EXERCISE
Show, in full, each line of the data that contains "String".

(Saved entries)
—————

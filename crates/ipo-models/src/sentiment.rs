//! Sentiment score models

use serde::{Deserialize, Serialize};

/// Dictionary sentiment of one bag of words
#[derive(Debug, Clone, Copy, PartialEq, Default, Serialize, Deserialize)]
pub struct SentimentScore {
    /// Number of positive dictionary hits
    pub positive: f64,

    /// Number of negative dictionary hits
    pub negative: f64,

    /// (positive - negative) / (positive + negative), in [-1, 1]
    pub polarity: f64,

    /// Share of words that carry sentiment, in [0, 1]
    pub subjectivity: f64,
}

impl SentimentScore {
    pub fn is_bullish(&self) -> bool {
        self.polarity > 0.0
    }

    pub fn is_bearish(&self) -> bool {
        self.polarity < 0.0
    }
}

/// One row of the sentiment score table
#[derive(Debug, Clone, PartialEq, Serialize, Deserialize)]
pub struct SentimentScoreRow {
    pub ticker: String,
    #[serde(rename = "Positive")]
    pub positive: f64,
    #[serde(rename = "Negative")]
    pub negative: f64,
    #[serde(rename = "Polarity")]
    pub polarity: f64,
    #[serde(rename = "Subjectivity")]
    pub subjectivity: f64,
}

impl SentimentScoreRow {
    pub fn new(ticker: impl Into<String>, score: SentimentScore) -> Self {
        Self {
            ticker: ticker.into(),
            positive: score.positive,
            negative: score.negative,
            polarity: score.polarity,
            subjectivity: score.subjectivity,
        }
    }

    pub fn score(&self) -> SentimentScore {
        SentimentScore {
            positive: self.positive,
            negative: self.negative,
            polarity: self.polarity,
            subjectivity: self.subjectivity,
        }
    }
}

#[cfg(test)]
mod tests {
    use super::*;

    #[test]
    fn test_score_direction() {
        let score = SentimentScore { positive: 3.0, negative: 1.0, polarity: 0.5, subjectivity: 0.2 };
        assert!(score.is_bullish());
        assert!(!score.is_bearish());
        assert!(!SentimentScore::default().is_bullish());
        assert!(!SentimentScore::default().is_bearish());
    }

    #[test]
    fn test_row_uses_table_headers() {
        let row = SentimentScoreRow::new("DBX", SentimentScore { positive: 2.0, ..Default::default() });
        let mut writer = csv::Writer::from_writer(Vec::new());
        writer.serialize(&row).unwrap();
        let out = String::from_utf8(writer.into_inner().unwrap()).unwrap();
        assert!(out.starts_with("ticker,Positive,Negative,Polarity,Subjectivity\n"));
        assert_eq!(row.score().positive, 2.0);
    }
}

—————

SOLVED EXERCISE
    pub ticker: String,
    pub fn new(ticker: impl Into<String>, score: SentimentScore) -> Self {
        let out = String::from_utf8(writer.into_inner().unwrap()).unwrap();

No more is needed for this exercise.